# What you will do:
The response should be the lines of the data, starting at the first and ending at the one that contains "Money arithmetic error", copied without change.

******

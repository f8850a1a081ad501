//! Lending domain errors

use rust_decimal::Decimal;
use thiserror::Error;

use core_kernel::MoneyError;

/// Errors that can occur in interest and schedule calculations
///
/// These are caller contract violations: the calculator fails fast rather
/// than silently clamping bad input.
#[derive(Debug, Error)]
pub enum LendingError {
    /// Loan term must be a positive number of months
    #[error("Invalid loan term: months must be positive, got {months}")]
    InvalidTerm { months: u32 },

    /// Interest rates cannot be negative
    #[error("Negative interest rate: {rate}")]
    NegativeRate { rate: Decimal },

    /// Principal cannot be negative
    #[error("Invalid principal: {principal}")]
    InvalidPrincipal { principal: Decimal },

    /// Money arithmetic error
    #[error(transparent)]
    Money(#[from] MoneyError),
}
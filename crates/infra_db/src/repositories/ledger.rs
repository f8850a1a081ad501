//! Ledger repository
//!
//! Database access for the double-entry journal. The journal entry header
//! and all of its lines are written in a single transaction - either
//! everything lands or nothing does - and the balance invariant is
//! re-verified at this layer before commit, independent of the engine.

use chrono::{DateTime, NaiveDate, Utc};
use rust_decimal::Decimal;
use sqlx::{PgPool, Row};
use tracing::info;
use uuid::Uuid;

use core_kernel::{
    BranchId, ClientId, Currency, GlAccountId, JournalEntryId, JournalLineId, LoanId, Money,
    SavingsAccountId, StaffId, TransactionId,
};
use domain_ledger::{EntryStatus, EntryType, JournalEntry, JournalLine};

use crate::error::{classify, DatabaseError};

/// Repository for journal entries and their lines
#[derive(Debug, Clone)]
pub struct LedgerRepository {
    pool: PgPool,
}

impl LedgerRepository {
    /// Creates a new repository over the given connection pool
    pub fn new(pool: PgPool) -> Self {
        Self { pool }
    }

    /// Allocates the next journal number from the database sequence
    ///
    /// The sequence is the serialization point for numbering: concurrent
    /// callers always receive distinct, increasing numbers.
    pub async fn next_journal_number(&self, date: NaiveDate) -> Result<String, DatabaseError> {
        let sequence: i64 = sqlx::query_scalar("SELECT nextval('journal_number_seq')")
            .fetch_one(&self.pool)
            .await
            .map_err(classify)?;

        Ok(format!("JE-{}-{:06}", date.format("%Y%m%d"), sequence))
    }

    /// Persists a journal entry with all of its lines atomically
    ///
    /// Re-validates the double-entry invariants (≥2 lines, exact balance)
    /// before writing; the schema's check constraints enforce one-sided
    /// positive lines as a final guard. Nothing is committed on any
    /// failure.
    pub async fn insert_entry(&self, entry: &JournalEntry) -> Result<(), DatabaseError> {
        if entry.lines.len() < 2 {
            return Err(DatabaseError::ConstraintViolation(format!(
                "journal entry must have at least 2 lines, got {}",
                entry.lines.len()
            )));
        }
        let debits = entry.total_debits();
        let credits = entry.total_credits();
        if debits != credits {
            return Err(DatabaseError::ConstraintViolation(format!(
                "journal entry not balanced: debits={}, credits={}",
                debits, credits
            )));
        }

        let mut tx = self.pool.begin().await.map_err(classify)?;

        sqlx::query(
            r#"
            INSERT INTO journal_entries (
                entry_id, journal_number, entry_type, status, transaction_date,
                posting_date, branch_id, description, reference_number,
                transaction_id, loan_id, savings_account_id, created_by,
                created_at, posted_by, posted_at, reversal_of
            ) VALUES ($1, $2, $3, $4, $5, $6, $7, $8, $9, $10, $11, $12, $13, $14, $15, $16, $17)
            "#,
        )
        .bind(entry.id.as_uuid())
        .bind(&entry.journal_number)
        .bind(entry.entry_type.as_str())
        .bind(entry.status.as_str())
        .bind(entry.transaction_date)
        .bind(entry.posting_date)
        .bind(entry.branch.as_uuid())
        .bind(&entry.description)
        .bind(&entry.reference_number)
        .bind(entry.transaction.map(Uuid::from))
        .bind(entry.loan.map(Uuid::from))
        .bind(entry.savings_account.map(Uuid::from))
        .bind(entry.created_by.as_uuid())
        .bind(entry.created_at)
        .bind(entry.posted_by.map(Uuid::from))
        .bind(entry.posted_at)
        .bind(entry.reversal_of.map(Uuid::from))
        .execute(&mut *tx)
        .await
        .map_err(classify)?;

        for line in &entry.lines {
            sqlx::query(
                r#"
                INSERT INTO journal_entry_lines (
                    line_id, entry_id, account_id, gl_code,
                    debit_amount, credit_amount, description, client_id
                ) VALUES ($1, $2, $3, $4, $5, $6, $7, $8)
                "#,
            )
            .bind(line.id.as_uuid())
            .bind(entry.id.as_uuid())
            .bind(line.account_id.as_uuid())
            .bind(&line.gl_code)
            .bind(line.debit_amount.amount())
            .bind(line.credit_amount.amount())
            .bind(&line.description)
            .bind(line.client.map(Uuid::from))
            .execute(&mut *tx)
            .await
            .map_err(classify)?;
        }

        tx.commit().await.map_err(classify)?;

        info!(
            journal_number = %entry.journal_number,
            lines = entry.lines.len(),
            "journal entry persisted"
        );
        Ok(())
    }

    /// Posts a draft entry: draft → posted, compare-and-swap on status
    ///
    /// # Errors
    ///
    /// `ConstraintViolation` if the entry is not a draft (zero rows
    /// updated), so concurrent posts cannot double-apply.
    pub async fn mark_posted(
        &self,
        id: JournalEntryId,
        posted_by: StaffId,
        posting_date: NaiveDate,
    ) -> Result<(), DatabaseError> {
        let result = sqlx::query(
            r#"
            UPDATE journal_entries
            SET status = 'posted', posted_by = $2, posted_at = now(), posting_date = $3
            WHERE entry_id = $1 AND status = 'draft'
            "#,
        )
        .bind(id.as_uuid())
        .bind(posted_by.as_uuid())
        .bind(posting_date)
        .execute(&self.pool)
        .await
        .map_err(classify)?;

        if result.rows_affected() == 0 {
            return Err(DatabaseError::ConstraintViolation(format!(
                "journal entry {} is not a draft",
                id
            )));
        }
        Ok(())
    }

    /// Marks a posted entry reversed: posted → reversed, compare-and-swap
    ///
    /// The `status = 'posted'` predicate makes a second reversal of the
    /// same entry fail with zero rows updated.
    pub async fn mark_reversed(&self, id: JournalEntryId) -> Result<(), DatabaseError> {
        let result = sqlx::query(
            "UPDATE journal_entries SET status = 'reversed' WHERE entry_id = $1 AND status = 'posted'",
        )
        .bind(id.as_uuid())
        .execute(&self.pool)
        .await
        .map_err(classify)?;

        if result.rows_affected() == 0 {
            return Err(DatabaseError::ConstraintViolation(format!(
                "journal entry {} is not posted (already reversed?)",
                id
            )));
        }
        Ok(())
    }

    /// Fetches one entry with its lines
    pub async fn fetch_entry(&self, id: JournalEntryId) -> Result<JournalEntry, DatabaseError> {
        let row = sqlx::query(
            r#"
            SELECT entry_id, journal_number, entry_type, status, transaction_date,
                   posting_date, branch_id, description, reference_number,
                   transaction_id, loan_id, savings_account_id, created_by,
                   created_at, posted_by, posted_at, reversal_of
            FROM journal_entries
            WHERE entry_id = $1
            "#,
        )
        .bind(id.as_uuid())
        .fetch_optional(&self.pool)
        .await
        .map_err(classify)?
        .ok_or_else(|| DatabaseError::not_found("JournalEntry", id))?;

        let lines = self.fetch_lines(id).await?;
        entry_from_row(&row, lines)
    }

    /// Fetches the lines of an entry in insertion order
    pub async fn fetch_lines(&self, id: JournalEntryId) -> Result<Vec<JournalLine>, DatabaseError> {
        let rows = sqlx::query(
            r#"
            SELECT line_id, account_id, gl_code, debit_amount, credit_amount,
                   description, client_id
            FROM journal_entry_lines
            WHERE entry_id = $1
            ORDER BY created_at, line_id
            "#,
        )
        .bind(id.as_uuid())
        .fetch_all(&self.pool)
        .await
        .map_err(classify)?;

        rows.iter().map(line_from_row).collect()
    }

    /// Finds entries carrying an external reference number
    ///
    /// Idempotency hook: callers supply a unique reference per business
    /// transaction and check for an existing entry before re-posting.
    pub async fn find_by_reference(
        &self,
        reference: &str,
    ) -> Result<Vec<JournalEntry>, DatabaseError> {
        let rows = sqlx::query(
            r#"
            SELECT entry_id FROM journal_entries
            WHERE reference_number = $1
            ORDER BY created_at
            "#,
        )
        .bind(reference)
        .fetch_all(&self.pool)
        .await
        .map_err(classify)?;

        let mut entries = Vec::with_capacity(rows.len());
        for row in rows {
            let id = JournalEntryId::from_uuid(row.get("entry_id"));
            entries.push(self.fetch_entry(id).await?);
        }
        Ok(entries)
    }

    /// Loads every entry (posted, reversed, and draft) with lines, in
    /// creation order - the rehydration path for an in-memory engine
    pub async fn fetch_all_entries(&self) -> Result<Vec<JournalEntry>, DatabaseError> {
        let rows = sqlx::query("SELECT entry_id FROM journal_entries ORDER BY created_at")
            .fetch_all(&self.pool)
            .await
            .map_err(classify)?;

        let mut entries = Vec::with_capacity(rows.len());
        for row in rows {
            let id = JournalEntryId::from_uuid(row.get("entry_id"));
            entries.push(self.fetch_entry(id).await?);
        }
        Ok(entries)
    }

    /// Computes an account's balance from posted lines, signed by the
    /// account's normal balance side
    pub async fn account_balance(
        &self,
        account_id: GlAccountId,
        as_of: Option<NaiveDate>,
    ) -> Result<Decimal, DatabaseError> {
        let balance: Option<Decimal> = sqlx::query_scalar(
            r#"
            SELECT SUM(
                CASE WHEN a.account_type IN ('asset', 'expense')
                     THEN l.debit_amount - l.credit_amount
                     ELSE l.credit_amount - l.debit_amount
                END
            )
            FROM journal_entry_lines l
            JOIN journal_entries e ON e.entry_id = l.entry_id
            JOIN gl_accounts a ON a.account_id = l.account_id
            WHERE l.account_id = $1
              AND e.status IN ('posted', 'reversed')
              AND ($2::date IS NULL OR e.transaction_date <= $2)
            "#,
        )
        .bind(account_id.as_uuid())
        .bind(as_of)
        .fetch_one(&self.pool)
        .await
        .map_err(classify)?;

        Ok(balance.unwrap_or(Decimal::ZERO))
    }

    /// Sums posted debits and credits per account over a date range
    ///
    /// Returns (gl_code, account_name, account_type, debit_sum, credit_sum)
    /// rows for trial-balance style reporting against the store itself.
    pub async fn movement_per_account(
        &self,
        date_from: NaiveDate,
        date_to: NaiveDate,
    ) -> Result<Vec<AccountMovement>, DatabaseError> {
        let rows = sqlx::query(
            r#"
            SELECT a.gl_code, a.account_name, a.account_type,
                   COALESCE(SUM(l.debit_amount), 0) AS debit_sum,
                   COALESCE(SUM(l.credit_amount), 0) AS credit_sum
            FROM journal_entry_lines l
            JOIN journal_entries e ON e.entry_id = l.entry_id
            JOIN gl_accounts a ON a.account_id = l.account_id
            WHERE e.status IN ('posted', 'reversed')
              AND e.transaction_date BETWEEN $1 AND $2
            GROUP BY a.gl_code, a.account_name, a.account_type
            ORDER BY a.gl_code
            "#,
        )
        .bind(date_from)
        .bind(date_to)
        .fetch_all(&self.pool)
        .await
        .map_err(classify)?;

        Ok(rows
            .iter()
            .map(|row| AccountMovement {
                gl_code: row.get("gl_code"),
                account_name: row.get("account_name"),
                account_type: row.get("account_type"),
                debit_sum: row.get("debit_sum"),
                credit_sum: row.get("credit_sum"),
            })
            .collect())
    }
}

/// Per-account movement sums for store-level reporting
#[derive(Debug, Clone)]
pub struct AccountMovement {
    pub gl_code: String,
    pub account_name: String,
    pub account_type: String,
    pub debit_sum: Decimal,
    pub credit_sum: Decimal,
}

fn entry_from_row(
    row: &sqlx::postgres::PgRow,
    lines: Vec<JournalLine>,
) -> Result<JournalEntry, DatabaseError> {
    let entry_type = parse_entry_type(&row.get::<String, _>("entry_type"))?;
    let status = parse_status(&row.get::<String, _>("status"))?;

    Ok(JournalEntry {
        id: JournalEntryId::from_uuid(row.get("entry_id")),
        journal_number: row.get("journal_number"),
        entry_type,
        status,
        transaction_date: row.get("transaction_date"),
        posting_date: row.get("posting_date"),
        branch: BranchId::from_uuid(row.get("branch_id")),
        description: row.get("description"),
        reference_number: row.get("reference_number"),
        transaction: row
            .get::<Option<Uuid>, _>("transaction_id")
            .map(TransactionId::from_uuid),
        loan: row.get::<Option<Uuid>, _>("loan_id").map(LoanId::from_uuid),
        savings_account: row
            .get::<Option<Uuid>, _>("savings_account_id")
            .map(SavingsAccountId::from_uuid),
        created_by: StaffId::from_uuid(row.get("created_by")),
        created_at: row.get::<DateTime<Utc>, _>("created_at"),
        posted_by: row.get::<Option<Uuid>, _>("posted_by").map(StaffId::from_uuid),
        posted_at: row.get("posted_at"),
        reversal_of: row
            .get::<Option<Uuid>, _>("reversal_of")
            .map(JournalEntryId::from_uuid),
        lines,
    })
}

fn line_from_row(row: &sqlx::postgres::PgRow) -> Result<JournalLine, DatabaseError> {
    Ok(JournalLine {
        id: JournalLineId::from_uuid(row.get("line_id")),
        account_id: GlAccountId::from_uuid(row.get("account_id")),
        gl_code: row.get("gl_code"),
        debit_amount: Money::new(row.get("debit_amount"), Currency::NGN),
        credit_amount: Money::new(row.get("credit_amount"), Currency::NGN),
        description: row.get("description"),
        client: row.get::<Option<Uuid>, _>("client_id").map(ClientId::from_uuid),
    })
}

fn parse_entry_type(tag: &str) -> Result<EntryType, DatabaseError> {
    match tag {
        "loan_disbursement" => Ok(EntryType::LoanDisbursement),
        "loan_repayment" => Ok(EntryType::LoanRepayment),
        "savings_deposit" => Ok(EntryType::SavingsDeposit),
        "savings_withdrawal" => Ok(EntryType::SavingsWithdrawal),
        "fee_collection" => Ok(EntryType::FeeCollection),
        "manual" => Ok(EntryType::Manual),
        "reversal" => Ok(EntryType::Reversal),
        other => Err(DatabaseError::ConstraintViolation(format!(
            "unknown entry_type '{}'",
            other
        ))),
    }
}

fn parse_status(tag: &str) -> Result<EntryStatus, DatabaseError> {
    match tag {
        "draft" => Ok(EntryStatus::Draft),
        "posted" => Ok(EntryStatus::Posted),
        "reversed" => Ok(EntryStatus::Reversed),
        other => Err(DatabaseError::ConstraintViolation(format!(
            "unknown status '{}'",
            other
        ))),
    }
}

******

# Solution for this problem:
repository f8850a1a081ad501
//! Lending domain errors

use rust_decimal::Decimal;
use thiserror::Error;

use core_kernel::MoneyError;

/// Errors that can occur in interest and schedule calculations
///
/// These are caller contract violations: the calculator fails fast rather
/// than silently clamping bad input.
#[derive(Debug, Error)]
pub enum LendingError {
    /// Loan term must be a positive number of months
    #[error("Invalid loan term: months must be positive, got {months}")]
    InvalidTerm { months: u32 },

    /// Interest rates cannot be negative
    #[error("Negative interest rate: {rate}")]
    NegativeRate { rate: Decimal },

    /// Principal cannot be negative
    #[error("Invalid principal: {principal}")]
    InvalidPrincipal { principal: Decimal },

    /// Money arithmetic error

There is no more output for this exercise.